:: The problem ::
Go through the listing and copy each line that has the string "ReactionCountResponse" in it.

:: Records for this task ::
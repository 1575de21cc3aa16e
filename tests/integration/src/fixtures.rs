//! Test fixtures and data generators
//!
//! Provides reusable test data for integration tests.

use serde::{Deserialize, Serialize};
use std::sync::atomic::{AtomicU64, Ordering};

/// Counter for unique test data
static COUNTER: AtomicU64 = AtomicU64::new(1);

/// Get a unique suffix for test data
pub fn unique_suffix() -> u64 {
    COUNTER.fetch_add(1, Ordering::SeqCst)
}

/// Create message request
#[derive(Debug, Serialize)]
pub struct CreateMessageRequest {
    pub text: String,
    pub user_id: String,
}

impl CreateMessageRequest {
    pub fn unique() -> Self {
        let suffix = unique_suffix();
        Self {
            text: format!("test message {suffix}"),
            user_id: format!("testuser{suffix}"),
        }
    }
}

/// Create reaction request
#[derive(Debug, Serialize)]
pub struct CreateReactionRequest {
    #[serde(rename = "type")]
    pub kind: String,
    #[serde(skip_serializing_if = "Option::is_none")]
    pub score: Option<i32>,
    pub user_id: String,
}

impl CreateReactionRequest {
    pub fn like(user_id: impl Into<String>) -> Self {
        Self {
            kind: "like".to_string(),
            score: None,
            user_id: user_id.into(),
        }
    }
}

/// Message response
#[derive(Debug, Deserialize)]
pub struct MessageResponse {
    pub id: String,
    pub text: String,
    pub user_id: String,
    pub created_at: String,
    #[serde(default)]
    pub message_reactions: Vec<ReactionCountResponse>,
}

/// Reaction aggregate in message payloads
#[derive(Debug, Deserialize)]
pub struct ReactionCountResponse {
    #[serde(rename = "type")]
    pub kind: String,
    pub count: i64,
}

/// Message listing response
#[derive(Debug, Deserialize)]
pub struct MessageListResponse {
    pub messages: Vec<MessageResponse>,
}

/// Reaction response
#[derive(Debug, Deserialize)]
pub struct ReactionResponse {
    pub id: String,
    pub message_id: String,
    #[serde(rename = "type")]
    pub kind: String,
    pub score: i32,
    pub user_id: String,
    pub created_at: String,
}
//! Data transfer objects for API requests and responses
//!
//! This module provides:
//! - Request DTOs with validation for API inputs
//! - Response DTOs for serializing API outputs

pub mod requests;
pub mod responses;

// Re-export commonly used request types
pub use requests::{CreateMessageRequest, CreateReactionRequest, REACTION_KINDS};

// Re-export commonly used response types
pub use responses::{
    HealthResponse, MessageListResponse, MessageResponse, ReactionCountResponse, ReactionResponse,
    ReadinessResponse,
};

:: The completed task ::
    pub message_reactions: Vec<ReactionCountResponse>,
pub struct ReactionCountResponse {
    HealthResponse, MessageListResponse, MessageResponse, ReactionCountResponse, ReactionResponse,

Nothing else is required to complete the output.